To arms! How to join David Pogue’s Take Back the Beep campaign

davidpogueNew York Times gadget guy David Pogue has the sense to take on a problem smaller than global warming: He’s decided to call out wireless carriers on their time-wasting voicemail greetings. These messages, as anyone who follows the mobile industry knows, are there to run up the number of minutes used by customers who call in to leave or check messages, wasting their lives and running up their phone bills 15 seconds at a time. It’s the same reason voicemail systems are rigged to force you to listen to one message after another, running up more minutes, rather than skipping to the one you want.

In his Take Back the Beep campaign, Pogue has reported, for example, that T-Mobile deleted hundreds of posts from its online customer forums and then blocked posts containing the word “beep.”

Today, Pogue announced that leading blogs Engadget, Gizmodo and Consumerist have joined him in asking readers to tell America’s four biggest wireless carriers they’re sick of listening to inane talk like “Record your message after the tone.”

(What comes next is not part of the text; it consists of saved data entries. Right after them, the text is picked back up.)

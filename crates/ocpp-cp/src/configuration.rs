//! Station configuration keys exposed through Get/ChangeConfiguration

use crate::template::StationTemplate;
use ocpp_messages::v16j::{ConfigurationStatus, KeyValue};
use std::collections::{BTreeMap, HashSet};

#[derive(Debug, Clone, Default)]
pub struct ConfigurationStore {
    keys: BTreeMap<String, String>,
    readonly_keys: HashSet<String>,
}

pub const HEARTBEAT_INTERVAL: &str = "HeartbeatInterval";
pub const METER_VALUE_SAMPLE_INTERVAL: &str = "MeterValueSampleInterval";
pub const AUTHORIZE_REMOTE_TX_REQUESTS: &str = "AuthorizeRemoteTxRequests";
pub const NUMBER_OF_CONNECTORS: &str = "NumberOfConnectors";
pub const SUPPORTED_FEATURE_PROFILES: &str = "SupportedFeatureProfiles";

impl ConfigurationStore {
    pub fn from_template(template: &StationTemplate) -> Self {
        let mut store = Self::default();
        store.insert(HEARTBEAT_INTERVAL, template.heartbeat_interval.to_string(), false);
        store.insert(
            METER_VALUE_SAMPLE_INTERVAL,
            template.meter_values_interval.to_string(),
            false,
        );
        store.insert(AUTHORIZE_REMOTE_TX_REQUESTS, "false", false);
        store.insert(
            NUMBER_OF_CONNECTORS,
            template.number_of_connectors.to_string(),
            true,
        );
        store.insert(SUPPORTED_FEATURE_PROFILES, "Core", true);
        store
    }

    fn insert(&mut self, key: &str, value: impl Into<String>, readonly: bool) {
        self.keys.insert(key.to_string(), value.into());
        if readonly {
            self.readonly_keys.insert(key.to_string());
        }
    }

    pub fn get(&self, key: &str) -> Option<&str> {
        self.keys.get(key).map(String::as_str)
    }

    /// Numeric value of a key, if present and parseable
    pub fn get_u64(&self, key: &str) -> Option<u64> {
        self.get(key).and_then(|v| v.parse().ok())
    }

    /// Overwrite a key on behalf of the station itself, read-only or not
    pub fn set_internal(&mut self, key: &str, value: impl Into<String>) {
        self.keys.insert(key.to_string(), value.into());
    }

    /// Apply a ChangeConfiguration request
    pub fn change(&mut self, key: &str, value: &str) -> ConfigurationStatus {
        match self.keys.get_mut(key) {
            None => ConfigurationStatus::NotSupported,
            Some(_) if self.readonly_keys.contains(key) => ConfigurationStatus::Rejected,
            Some(_) if is_interval_key(key) && value.parse::<u64>().is_err() => {
                ConfigurationStatus::Rejected
            }
            Some(current) => {
                *current = value.to_string();
                ConfigurationStatus::Accepted
            }
        }
    }

    /// Answer a GetConfiguration request. An empty key list returns all keys.
    pub fn lookup(&self, keys: &[String]) -> (Vec<KeyValue>, Vec<String>) {
        let key_value = |key: &str, value: &str| KeyValue {
            key: key.to_string(),
            readonly: self.readonly_keys.contains(key),
            value: Some(value.to_string()),
        };

        if keys.is_empty() {
            return (
                self.keys.iter().map(|(k, v)| key_value(k, v)).collect(),
                Vec::new(),
            );
        }

        let mut known = Vec::new();
        let mut unknown = Vec::new();
        for key in keys {
            match self.keys.get(key) {
                Some(value) => known.push(key_value(key, value)),
                None => unknown.push(key.clone()),
            }
        }
        (known, unknown)
    }
}

fn is_interval_key(key: &str) -> bool {
    key == HEARTBEAT_INTERVAL || key == METER_VALUE_SAMPLE_INTERVAL
}

#[cfg(test)]
mod tests {
    use super::*;
    use crate::template::test_template;

    #[test]
    fn test_change_rules() {
        let mut store = ConfigurationStore::from_template(&test_template());

        assert_eq!(store.change(HEARTBEAT_INTERVAL, "120"), ConfigurationStatus::Accepted);
        assert_eq!(store.get_u64(HEARTBEAT_INTERVAL), Some(120));
        assert_eq!(store.change(HEARTBEAT_INTERVAL, "soon"), ConfigurationStatus::Rejected);
        assert_eq!(store.change(NUMBER_OF_CONNECTORS, "4"), ConfigurationStatus::Rejected);
        assert_eq!(store.change("Foo", "bar"), ConfigurationStatus::NotSupported);
    }

    #[test]
    fn test_lookup() {
        let store = ConfigurationStore::from_template(&test_template());

        let (all, unknown) = store.lookup(&[]);
        assert_eq!(all.len(), 5);
        assert!(unknown.is_empty());

        let (known, unknown) =
            store.lookup(&[NUMBER_OF_CONNECTORS.to_string(), "Nope".to_string()]);
        assert_eq!(known.len(), 1);
        assert!(known[0].readonly);
        assert_eq!(known[0].value.as_deref(), Some("2"));
        assert_eq!(unknown, vec!["Nope".to_string()]);
    }
}
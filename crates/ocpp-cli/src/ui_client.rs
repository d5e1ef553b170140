//! # Control-channel client
//!
//! Sends `[id, procedure, payload]` requests to a simulator over the
//! `ui0.0.1` subprotocol and correlates `[id, response]` answers by id.

use crate::error::{UiClientError, UiClientResult};
use dashmap::DashMap;
use futures_util::{SinkExt, StreamExt};
use ocpp_messages::{
    ProcedureAck, ProcedureName, StartTransactionPayload, StationSummary, StopTransactionPayload,
    UiRequest, UiResponse, UI_PROTOCOL,
};
use serde::de::DeserializeOwned;
use serde_json::Value;
use std::sync::Arc;
use std::time::Duration;
use tokio::sync::{mpsc, oneshot};
use tokio_tungstenite::{
    connect_async,
    tungstenite::{client::IntoClientRequest, http::HeaderValue, Message},
};
use tracing::{debug, error, info, warn};
use url::Url;

/// Time an operator request waits for its answer
pub const UI_REQUEST_TIMEOUT: Duration = Duration::from_secs(60);

const CONNECT_TIMEOUT: Duration = Duration::from_secs(30);

pub struct UiClient {
    outbound: mpsc::UnboundedSender<String>,
    pending: Arc<DashMap<String, oneshot::Sender<Value>>>,
    timeout: Duration,
}

impl UiClient {
    /// Client writing frames to `outbound`. Received frames are fed through
    /// [`UiClient::handle_message`].
    pub fn new(outbound: mpsc::UnboundedSender<String>, timeout: Duration) -> Self {
        Self {
            outbound,
            pending: Arc::new(DashMap::new()),
            timeout,
        }
    }

    /// Open a WebSocket to the simulator control channel
    pub async fn connect(url: &str) -> UiClientResult<Arc<Self>> {
        let url = Url::parse(url).map_err(|e| UiClientError::InvalidUrl(e.to_string()))?;
        let mut request = url
            .as_str()
            .into_client_request()
            .map_err(|e| UiClientError::InvalidUrl(e.to_string()))?;
        request
            .headers_mut()
            .insert("Sec-WebSocket-Protocol", HeaderValue::from_static(UI_PROTOCOL));

        info!("Connecting to simulator control channel: {}", url);
        let (stream, _) = tokio::time::timeout(CONNECT_TIMEOUT, connect_async(request))
            .await
            .map_err(|_| UiClientError::Connection("connection timed out".to_string()))?
            .map_err(|e| UiClientError::Connection(e.to_string()))?;
        let (mut write, mut read) = stream.split();

        let (outbound_tx, mut outbound_rx) = mpsc::unbounded_channel::<String>();
        let client = Arc::new(Self::new(outbound_tx, UI_REQUEST_TIMEOUT));

        tokio::spawn(async move {
            while let Some(text) = outbound_rx.recv().await {
                if let Err(e) = write.send(Message::Text(text)).await {
                    warn!("Control channel write failed: {}", e);
                    break;
                }
            }
        });

        let reader = client.clone();
        tokio::spawn(async move {
            while let Some(message) = read.next().await {
                match message {
                    Ok(Message::Text(text)) => {
                        if let Err(e) = reader.handle_message(&text) {
                            error!("{}", e);
                        }
                    }
                    Ok(Message::Close(_)) => break,
                    Ok(_) => {}
                    Err(e) => {
                        warn!("Control channel read failed: {}", e);
                        break;
                    }
                }
            }
            debug!("Control channel closed");
            // Wake every waiter with Closed
            reader.pending.clear();
        });

        Ok(client)
    }

    /// Number of requests waiting for an answer
    pub fn pending_requests(&self) -> usize {
        self.pending.len()
    }

    /// Send one request and wait for its answer
    pub async fn send(&self, procedure: ProcedureName, payload: Value) -> UiClientResult<Value> {
        let request = UiRequest {
            id: uuid::Uuid::new_v4().to_string(),
            procedure,
            payload,
        };
        let text = request
            .to_json()
            .map_err(|e| UiClientError::Serialization(e.to_string()))?;

        let (tx, rx) = oneshot::channel();
        self.pending.insert(request.id.clone(), tx);
        if self.outbound.send(text).is_err() {
            self.pending.remove(&request.id);
            return Err(UiClientError::Closed);
        }
        debug!("Sent {} {}", request.id, procedure);

        match tokio::time::timeout(self.timeout, rx).await {
            Ok(Ok(response)) => Ok(response),
            Ok(Err(_)) => Err(UiClientError::Closed),
            Err(_) => {
                self.pending.remove(&request.id);
                Err(UiClientError::Timeout {
                    id: request.id,
                    procedure: procedure.to_string(),
                })
            }
        }
    }

    /// Route a received frame to the request waiting for it
    pub fn handle_message(&self, text: &str) -> UiClientResult<()> {
        let response = UiResponse::parse(text)
            .map_err(|e| UiClientError::ChannelProtocolViolation(e.to_string()))?;
        let Some((_, waiter)) = self.pending.remove(&response.id) else {
            return Err(UiClientError::ChannelProtocolViolation(format!(
                "not a response to a pending request: {}",
                text
            )));
        };
        // Waiter may have given up already
        let _ = waiter.send(response.payload);
        Ok(())
    }

    pub async fn list_charging_stations(&self) -> UiClientResult<Vec<StationSummary>> {
        let response = self
            .send(ProcedureName::ListChargingStations, Value::Object(Default::default()))
            .await?;
        decode(response)
    }

    pub async fn start_transaction(
        &self,
        hash_id: &str,
        connector_id: u32,
        id_tag: &str,
    ) -> UiClientResult<ProcedureAck> {
        let payload = serde_json::to_value(StartTransactionPayload {
            hash_id: hash_id.to_string(),
            connector_id,
            id_tag: id_tag.to_string(),
            command: Some(ProcedureName::StartTransaction),
        })?;
        decode(self.send(ProcedureName::StartTransaction, payload).await?)
    }

    pub async fn stop_transaction(
        &self,
        hash_id: &str,
        connector_id: u32,
    ) -> UiClientResult<ProcedureAck> {
        let payload = serde_json::to_value(StopTransactionPayload {
            hash_id: hash_id.to_string(),
            connector_id,
            command: Some(ProcedureName::StopTransaction),
        })?;
        decode(self.send(ProcedureName::StopTransaction, payload).await?)
    }
}

fn decode<T: DeserializeOwned>(value: Value) -> UiClientResult<T> {
    serde_json::from_value(value).map_err(|e| UiClientError::ChannelProtocolViolation(e.to_string()))
}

Here are the instructions Pogue and his cohorts are distributing. In all four cases, the carriers are changing their attitudes, from deleting posts to at least pretending to care.

Verizon: Post a complaint here: http://bit.ly/FJncH.

AT&T: Send e-mail to: customerissues@attnews.us.

Sprint: Post a complaint here: http://bit.ly/9CmrZ

T-Mobile: Post a complaint here: http://bit.ly/2rKy0u.

[Image from Textually.org]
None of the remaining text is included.